## WHAT IS REQUIRED
In the listing below, which lines contain the string "ordering"? Copy them all.

────

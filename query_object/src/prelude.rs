//! Convenience re-exports for common query-object usage

// Query values and the algebra surface
pub use crate::query::{Limit, Query};
pub use crate::relation::{Association, JoinCondition, JoinKind, Relation, RelationSource};

// Capability traits
pub use crate::traits::{
    AggregatingRequest, FilteredRequest, JoinableRequest, OrderedRequest, SelectionRequest,
};

// Expressions, selections, ordering terms
pub use crate::expression::{SqlOperator, SqlPredicate};
pub use crate::ordering::{OrderingTerm, SortOrder};
pub use crate::selection::{AggregateFunction, CountShape, SelectField};

// Generation
pub use crate::context::{Deferred, GenerationContext};
pub use crate::count::count_query;
pub use crate::sql_generation::SqlGenerator;

// Error types
pub use crate::errors::QueryError;

// Common external dependencies that are frequently used
pub use serde_json::{json, Value};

────

## SOLUTION FOR THIS PROBLEM
// Expressions, selections, ordering terms
pub use crate::ordering::{OrderingTerm, SortOrder};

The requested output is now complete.